The bank has grown from being primarily a consumer lender to a full service bank with over Rub1.6tr of assets on its balance sheet.
In the past few years it has also become Russia’s dominant player in the buy-now/pay-later market through its Halva instalment product and this year expanded its footprint in non-banking areas of financial services by acquiring the Russian divisions of MetLife and Liberty Insurance Company.
With an IPO possible, investors have a keen eye on Sovcombank going into 2021, which is already expected to be a strong year for Russian equity issuance.
The bank’s CEO Dmitry Gusev sat down with GlobalCapital this week to talk through the bank’s recent growth and the revitalisation of Russia’s economic prospects.
GlobalCapital: Can you talk through Sovcombank’s underlying business growth over the last few years?
DG: In 2018 and 2019, we made our last transformative acquisition when we acquired RosEvroBank, finalising our transition into a universal bank in Russia. We now offer all services and products that consumers expect from a retail and corporate bank.
I’d still say that within each sector, we try to specialise within niches where we have or can create strong and even unique competitive advantages. One excellent example is our disruptive product Halva, Russia’s largest instalment payment system, which we launched in 2017. We now have more than 20% of all retail shops in Russia within the system. Halva has shown significant growth in assets and net income in the retail business over three consecutive reporting periods, with huge potential for further expansion due to rising demand among customers for a buy-now/pay-later product.
We have also been expanding outside of banking into the broader financial services space. For example, we recently completed the acquisition of the Russian operations of MetLife and Liberty Insurance Company.
GlobalCapital: Can you talk through Sovcombank’s equity progression including your previous investment rounds, and how the company sees itself as an investment opportunity? What are the benefits of investing in Russia’s third largest privately-owned bank?
DG: We have had a history of equity investments spanning many years. The equity rounds in 2018 and 2019 involved international investors. We have always had very strong internal capital generation, but by also successfully raising external funds we have been able to pursue multiple M&A deals which have substantially accelerated our growth.
Today this puts us in an ideal position, as we have achieved what we refer to as ‘smart scale’. On the one hand, we are big enough now not to have any competitive disadvantages against others in the sector. We are a systemically important financial institution in Russia and now have the highest credit rating available to private banks in the country, having recently been upgraded to ‘sovereign minus one’. We also have sufficient scale to invest in IT, in new businesses and in creating ambitious new products.
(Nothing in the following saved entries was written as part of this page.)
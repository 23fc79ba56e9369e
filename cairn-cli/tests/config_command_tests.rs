//! Integration tests for `cairn config` and topology commands.
//!
//! Tests load real TOML files from a temp dir and drive the command handlers.

use std::fs;
use std::path::Path;

use tempfile::TempDir;

use cairn_cli::cli::{Cli, OutputFormat};
use cairn_cli::commands::{config, policy, simulate, tree};
use cairn_cli::error::CliError;
use cairn_cli::output::OutputWriter;
use cairn_cli::topology::provision;
use cairn_core::config::CairnConfig;
use clap::Parser;

const EXAMPLE: &str = include_str!("../../cairn.toml.example");

fn write_config(dir: &TempDir, name: &str, body: &str) -> std::path::PathBuf {
    let path = dir.path().join(name);
    fs::write(&path, body).expect("should write config");
    path
}

#[tokio::test]
async fn test_config_validate_example_file() {
    // Given: the shipped example configuration
    let temp_dir = TempDir::new().expect("should create temp dir");
    let path = write_config(&temp_dir, "cairn.toml", EXAMPLE);

    // When: loading it
    let result = CairnConfig::load(&path).await;

    // Then: it is valid and defines two composites
    let config = result.expect("example config should load");
    assert_eq!(config.composite.definitions.len(), 2);
    let report = config::validation_report(&path, Ok(config));
    assert!(report.valid);
    assert_eq!(report.composites, 2);
}

#[tokio::test]
async fn test_config_validate_malformed_toml() {
    let temp_dir = TempDir::new().expect("should create temp dir");
    let path = write_config(&temp_dir, "bad.toml", "[general\nlog_level = \"info\"\n");

    let report = config::validation_report(&path, CairnConfig::load(&path).await);

    assert!(!report.valid, "malformed TOML should be invalid");
    assert_eq!(report.errors.len(), 1);
}

#[tokio::test]
async fn test_config_validate_missing_file() {
    let path = Path::new("/nonexistent/cairn.toml");
    let err = CairnConfig::load(path).await.expect_err("missing file");
    let err = CliError::from(err);
    assert_eq!(err.exit_code(), 2);
}

#[tokio::test]
async fn test_config_validate_empty_file_uses_defaults() {
    let temp_dir = TempDir::new().expect("should create temp dir");
    let path = write_config(&temp_dir, "empty.toml", "");

    let config = CairnConfig::load(&path).await.expect("empty config is valid");
    assert_eq!(config.general.log_level, "info");
    assert!(config.composite.link_to_parent);
    assert!(config.composite.definitions.is_empty());
}

#[tokio::test]
async fn test_config_validate_parent_defined_later_is_rejected() {
    let temp_dir = TempDir::new().expect("should create temp dir");
    let path = write_config(
        &temp_dir,
        "order.toml",
        r#"
[[composite.definitions]]
name = "child"
parent = "parent"

[[composite.definitions]]
name = "parent"
"#,
    );

    let report = config::validation_report(&path, CairnConfig::load(&path).await);
    assert!(!report.valid);
    assert!(report.errors[0].contains("parent"));
}

#[tokio::test]
async fn test_config_command_validate_returns_config_error() {
    let temp_dir = TempDir::new().expect("should create temp dir");
    let path = write_config(&temp_dir, "bad.toml", "[general]\nlog_level = \"loud\"\n");
    let cli = Cli::try_parse_from([
        "cairn",
        "-c",
        path.to_str().expect("utf8 path"),
        "config",
        "validate",
    ])
    .expect("parse");

    let result = cairn_cli::run(cli, Err(CliError::Config("unused".to_owned()))).await;
    let err = result.expect_err("invalid log level");
    assert_eq!(err.exit_code(), 2);
}

#[tokio::test]
async fn test_run_topology_command_propagates_config_error() {
    let cli = Cli::try_parse_from(["cairn", "tree"]).expect("parse");
    let result = cairn_cli::run(cli, Err(CliError::Config("broken".to_owned()))).await;
    assert!(matches!(result, Err(CliError::Config(_))));
}

#[test]
fn test_example_topology_tree() {
    let config = CairnConfig::parse(EXAMPLE).expect("example parses");
    let topology = provision(&config, true).expect("provisioned");

    let report = tree::tree_report(&topology, true);
    let names: Vec<_> = report.nodes.iter().map(|n| n.name.as_str()).collect();
    assert_eq!(names, ["<root>", "com.acme.platform", "com.acme.tenant"]);
    assert_eq!(report.nodes[1].constituent_count, 2);
    assert_eq!(report.nodes[2].constituent_count, 1);
    assert!(report.nodes[1..]
        .iter()
        .all(|n| n.state.as_deref() == Some("active")));

    let writer = OutputWriter::new(OutputFormat::Json);
    let mut buf = Vec::new();
    writer.render_to(&report, &mut buf).expect("json render");
    let json: serde_json::Value = serde_json::from_slice(&buf).expect("valid json");
    assert_eq!(json["nodes"].as_array().map(Vec::len), Some(3));
}

#[test]
fn test_example_topology_policy() {
    let config = CairnConfig::parse(EXAMPLE).expect("example parses");
    let topology = provision(&config, false).expect("provisioned");

    let report = policy::policy_report(&topology, "com.acme.tenant", Some("com.acme.api"), "1.0")
        .expect("policy report");
    let check = report.check.expect("package check");
    assert!(check.imported);
    assert!(!check.exported);
    assert!(report.export_service.is_some());
}

#[test]
fn test_example_topology_simulate_platform() {
    let config = CairnConfig::parse(EXAMPLE).expect("example parses");
    let mut topology = provision(&config, true).expect("provisioned");

    let report = simulate::simulate_uninstall(&mut topology, "com.acme.platform")
        .expect("simulated");

    assert_eq!(
        report.removed_composites,
        ["com.acme.platform", "com.acme.tenant"]
    );
    assert_eq!(report.uninstalled.len(), 2, "api and impl uninstall cleanly");
    assert_eq!(report.failed.len(), 1);
    assert_eq!(report.failed[0].module, "com.acme.tenant.web");
    assert_eq!(report.remaining_composites, 0);
    assert!(topology.host.tree().walk().len() == 1, "only the root node remains");
}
On the other hand, we are not too big, meaning that it’s easier for us to adapt to changing market dynamics and to find and develop very profitable niches within our core market. In a market that is largely controlled by state-owned banks, we are able to protect our current market share and to maintain a very high pace of growth.
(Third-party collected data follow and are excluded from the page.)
//! 서비스 필터 -- LDAP 스타일 필터 컴파일러
//!
//! 컴포지트의 서비스 가져오기/내보내기 정책은 필터 문자열로 표현됩니다.
//!
//! ```text
//! (&(objectClass=com.acme.Log)(|(level>=3)(vendor~=ACME))(!(internal=*)))
//! ```
//!
//! 지원 연산자: `&`, `|`, `!`, `=`, `~=`, `>=`, `<=`, 존재 검사(`attr=*`),
//! 부분 문자열(`attr=a*b*c`). `\`는 다음 문자를 이스케이프합니다.

use std::fmt;
use std::str::FromStr;

use serde::{Deserialize, Serialize};

use crate::error::ManifestError;
use crate::runtime::FilterCompiler;
use crate::types::{PropertyValue, ServiceProperties};

/// 컴파일된 필터 식
#[derive(Debug, Clone, PartialEq, Eq)]
pub enum FilterExpr {
    /// 모든 하위 식이 참 (`&`)
    And(Vec<FilterExpr>),
    /// 하위 식 중 하나가 참 (`|`)
    Or(Vec<FilterExpr>),
    /// 부정 (`!`)
    Not(Box<FilterExpr>),
    /// 동등 비교
    Equal { attr: String, value: String },
    /// 근사 비교 (공백/대소문자 무시)
    Approx { attr: String, value: String },
    /// 이상
    GreaterEq { attr: String, value: String },
    /// 이하
    LessEq { attr: String, value: String },
    /// 속성 존재
    Present { attr: String },
    /// 부분 문자열
    Substring {
        attr: String,
        initial: Option<String>,
        any: Vec<String>,
        last: Option<String>,
    },
}

/// 컴파일된 서비스 필터
///
/// 원본 문자열을 함께 보관하며, 직렬화 시 원본 문자열로 표현됩니다.
#[derive(Debug, Clone, PartialEq, Eq, Serialize, Deserialize)]
#[serde(try_from = "String", into = "String")]
pub struct Filter {
    text: String,
    expr: FilterExpr,
}

impl Filter {
    /// 필터 문자열을 컴파일합니다.
    pub fn parse(text: &str) -> Result<Self, ManifestError> {
        let mut parser = Parser::new(text);
        parser.skip_whitespace();
        let expr = parser.parse_filter()?;
        parser.skip_whitespace();
        if !parser.at_end() {
            return Err(parser.error("unexpected trailing characters"));
        }
        Ok(Self {
            text: text.trim().to_owned(),
            expr,
        })
    }

    /// 원본 필터 문자열
    pub fn as_str(&self) -> &str {
        &self.text
    }

    /// 컴파일된 식
    pub fn expr(&self) -> &FilterExpr {
        &self.expr
    }

    /// 서비스 속성이 필터를 만족하는지 확인합니다.
    pub fn matches(&self, properties: &ServiceProperties) -> bool {
        self.expr.matches(properties)
    }
}

impl fmt::Display for Filter {
    fn fmt(&self, f: &mut fmt::Formatter<'_>) -> fmt::Result {
        f.write_str(&self.text)
    }
}

impl FromStr for Filter {
    type Err = ManifestError;

    fn from_str(s: &str) -> Result<Self, Self::Err> {
        Self::parse(s)
    }
}

impl TryFrom<String> for Filter {
    type Error = ManifestError;

    fn try_from(value: String) -> Result<Self, Self::Error> {
        Self::parse(&value)
    }
}

impl From<Filter> for String {
    fn from(filter: Filter) -> Self {
        filter.text
    }
}

// ─── Matching ────────────────────────────────────────────────────────

impl FilterExpr {
    /// 서비스 속성에 대해 식을 평가합니다.
    pub fn matches(&self, properties: &ServiceProperties) -> bool {
        match self {
            Self::And(items) => items.iter().all(|e| e.matches(properties)),
            Self::Or(items) => items.iter().any(|e| e.matches(properties)),
            Self::Not(inner) => !inner.matches(properties),
            Self::Present { attr } => properties.get(attr).is_some(),
            Self::Equal { attr, value } => {
                compare(properties, attr, |v| value_cmp(v, value, Op::Equal))
            }
            Self::Approx { attr, value } => {
                compare(properties, attr, |v| value_cmp(v, value, Op::Approx))
            }
            Self::GreaterEq { attr, value } => {
                compare(properties, attr, |v| value_cmp(v, value, Op::GreaterEq))
            }
            Self::LessEq { attr, value } => {
                compare(properties, attr, |v| value_cmp(v, value, Op::LessEq))
            }
            Self::Substring {
                attr,
                initial,
                any,
                last,
            } => compare(properties, attr, |v| match v {
                PropertyValue::Str(s) => substring_match(s, initial.as_deref(), any, last.as_deref()),
                _ => false,
            }),
        }
    }
}

#[derive(Clone, Copy)]
enum Op {
    Equal,
    Approx,
    GreaterEq,
    LessEq,
}

/// 목록 속성은 원소 중 하나라도 만족하면 참입니다.
fn compare(
    properties: &ServiceProperties,
    attr: &str,
    test: impl Fn(&PropertyValue) -> bool,
) -> bool {
    match properties.get(attr) {
        None => false,
        Some(PropertyValue::List(items)) => items
            .iter()
            .any(|item| test(&PropertyValue::Str(item.clone()))),
        Some(value) => test(value),
    }
}

fn normalize(s: &str) -> String {
    s.chars()
        .filter(|c| !c.is_whitespace())
        .flat_map(char::to_lowercase)
        .collect()
}

fn value_cmp(actual: &PropertyValue, expected: &str, op: Op) -> bool {
    match actual {
        PropertyValue::Str(s) => match op {
            Op::Equal => s == expected,
            Op::Approx => normalize(s) == normalize(expected),
            Op::GreaterEq => s.as_str() >= expected,
            Op::LessEq => s.as_str() <= expected,
        },
        PropertyValue::Int(i) => match expected.trim().parse::<i64>() {
            Ok(e) => match op {
                Op::Equal | Op::Approx => *i == e,
                Op::GreaterEq => *i >= e,
                Op::LessEq => *i <= e,
            },
            Err(_) => false,
        },
        PropertyValue::Bool(b) => match op {
            Op::Equal | Op::Approx => expected.trim().eq_ignore_ascii_case(&b.to_string()),
            Op::GreaterEq | Op::LessEq => false,
        },
        PropertyValue::List(_) => false,
    }
}

fn substring_match(value: &str, initial: Option<&str>, any: &[String], last: Option<&str>) -> bool {
    let mut pos = 0;
    if let Some(prefix) = initial {
        if !value.starts_with(prefix) {
            return false;
        }
        pos = prefix.len();
    }
    for piece in any {
        match value[pos..].find(piece.as_str()) {
            Some(idx) => pos += idx + piece.len(),
            None => return false,
        }
    }
    match last {
        Some(suffix) => value.len() - pos >= suffix.len() && value.ends_with(suffix),
        None => true,
    }
}

// ─── Parser ──────────────────────────────────────────────────────────

struct Parser<'a> {
    text: &'a str,
    chars: Vec<char>,
    pos: usize,
}

impl<'a> Parser<'a> {
    fn new(text: &'a str) -> Self {
        Self {
            text,
            chars: text.chars().collect(),
            pos: 0,
        }
    }

    fn error(&self, reason: &str) -> ManifestError {
        ManifestError::InvalidFilter {
            filter: self.text.to_owned(),
            offset: self.pos,
            reason: reason.to_owned(),
        }
    }

    fn at_end(&self) -> bool {
        self.pos >= self.chars.len()
    }

    fn peek(&self) -> Option<char> {
        self.chars.get(self.pos).copied()
    }

    fn skip_whitespace(&mut self) {
        while self.peek().is_some_and(char::is_whitespace) {
            self.pos += 1;
        }
    }

    fn expect(&mut self, expected: char) -> Result<(), ManifestError> {
        if self.peek() == Some(expected) {
            self.pos += 1;
            Ok(())
        } else {
            Err(self.error(&format!("expected '{expected}'")))
        }
    }

    fn parse_filter(&mut self) -> Result<FilterExpr, ManifestError> {
        self.expect('(')?;
        self.skip_whitespace();
        let expr = match self.peek() {
            Some('&') => {
                self.pos += 1;
                FilterExpr::And(self.parse_list()?)
            }
            Some('|') => {
                self.pos += 1;
                FilterExpr::Or(self.parse_list()?)
            }
            Some('!') => {
                self.pos += 1;
                self.skip_whitespace();
                FilterExpr::Not(Box::new(self.parse_filter()?))
            }
            Some(_) => self.parse_item()?,
            None => return Err(self.error("unexpected end of filter")),
        };
        self.skip_whitespace();
        self.expect(')')?;
        Ok(expr)
    }

    fn parse_list(&mut self) -> Result<Vec<FilterExpr>, ManifestError> {
        let mut items = Vec::new();
        loop {
            self.skip_whitespace();
            match self.peek() {
                Some('(') => items.push(self.parse_filter()?),
                _ => return Ok(items),
            }
        }
    }

    fn parse_item(&mut self) -> Result<FilterExpr, ManifestError> {
        let start = self.pos;
        while let Some(c) = self.peek() {
            if matches!(c, '=' | '~' | '<' | '>' | '(' | ')') {
                break;
            }
            self.pos += 1;
        }
        let attr: String = self.chars[start..self.pos].iter().collect();
        let attr = attr.trim().to_owned();
        if attr.is_empty() {
            return Err(self.error("missing attribute name"));
        }

        let op = match self.peek() {
            Some('=') => {
                self.pos += 1;
                Op::Equal
            }
            Some(c @ ('~' | '<' | '>')) => {
                self.pos += 1;
                self.expect('=')?;
                match c {
                    '~' => Op::Approx,
                    '<' => Op::LessEq,
                    _ => Op::GreaterEq,
                }
            }
            _ => return Err(self.error("expected comparison operator")),
        };

        let pieces = self.parse_value()?;
        Ok(match op {
            Op::Equal => equality(attr, pieces),
            Op::Approx => FilterExpr::Approx {
                attr,
                value: pieces.join("*"),
            },
            Op::GreaterEq => FilterExpr::GreaterEq {
                attr,
                value: pieces.join("*"),
            },
            Op::LessEq => FilterExpr::LessEq {
                attr,
                value: pieces.join("*"),
            },
        })
    }

    /// 값을 이스케이프되지 않은 `*` 기준으로 나눠 읽습니다.
    fn parse_value(&mut self) -> Result<Vec<String>, ManifestError> {
        let mut pieces = vec![String::new()];
        loop {
            match self.peek() {
                None => return Err(self.error("unexpected end of filter")),
                Some(')') => return Ok(pieces),
                Some('(') => return Err(self.error("unescaped '(' in value")),
                Some('\\') => {
                    self.pos += 1;
                    let escaped = self
                        .peek()
                        .ok_or_else(|| self.error("dangling escape"))?;
                    if let Some(current) = pieces.last_mut() {
                        current.push(escaped);
                    }
                    self.pos += 1;
                }
                Some('*') => {
                    pieces.push(String::new());
                    self.pos += 1;
                }
                Some(c) => {
                    if let Some(current) = pieces.last_mut() {
                        current.push(c);
                    }
                    self.pos += 1;
                }
            }
        }
    }
}

fn equality(attr: String, mut pieces: Vec<String>) -> FilterExpr {
    if pieces.len() == 1 {
        let value = pieces.pop().unwrap_or_default();
        return FilterExpr::Equal { attr, value };
    }
    if pieces.len() == 2 && pieces.iter().all(String::is_empty) {
        return FilterExpr::Present { attr };
    }

    let last = pieces.pop().filter(|s| !s.is_empty());
    let mut rest = pieces.into_iter();
    let initial = rest.next().filter(|s| !s.is_empty());
    let any = rest.filter(|s| !s.is_empty()).collect();
    FilterExpr::Substring {
        attr,
        initial,
        any,
        last,
    }
}

// ─── Compiler ────────────────────────────────────────────────────────

/// 기본 필터 컴파일러
#[derive(Debug, Clone, Copy, Default)]
pub struct LdapFilterCompiler;

impl FilterCompiler for LdapFilterCompiler {
    fn compile_filter(&self, filter: &str) -> Result<Filter, ManifestError> {
        Filter::parse(filter)
    }
}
I would also point out that a significant proportion of shareholders are also managers of the bank and have been for many years, some of them for 20 years. This is very important as it creates strong alignment between the interests of our shareholders and of management.
GlobalCapital: Why is now a good opportunity for Sovcombank to consider going public? What is the market like for potential IPO sellers?
DG: What we have seen recently is that there is strong demand for high quality growth stories from Russia. But as far as Sovcombank is concerned, an IPO is just one of the strategic options we may consider, and at this stage it would be premature to discuss any specifics.
GlobalCapital: Why should foreign investors look to dedicate capital to Russia and what are the things that make the Russian market special?
DG: Many outside investors believe growth in Russia has been anaemic for the past few years, however, we have a different view. Fifteen years ago, Russia’s oil price was $140 per barrel and the country was facing huge sovereign debt. Now, oil is $40 per barrel, but Russia’s debt has been reduced to almost zero, creating perfect conditions for very rapid growth.
Now, I would agree that the Russian economy is very volatile, but the country has increased its self-sufficiency in the past several years, helping it to absorb international shocks, and to create the conditions that have enabled rapid growth in various sectors of the economy. We believe that foreign investors have started to realise this.
It’s also worth noting that while Russia was of course deeply impacted by the pandemic, this year we also saw a lot of innovation, the unemployment rate was consistently very moderate, and the economy overall adapted very quickly to the effects of Covid-19.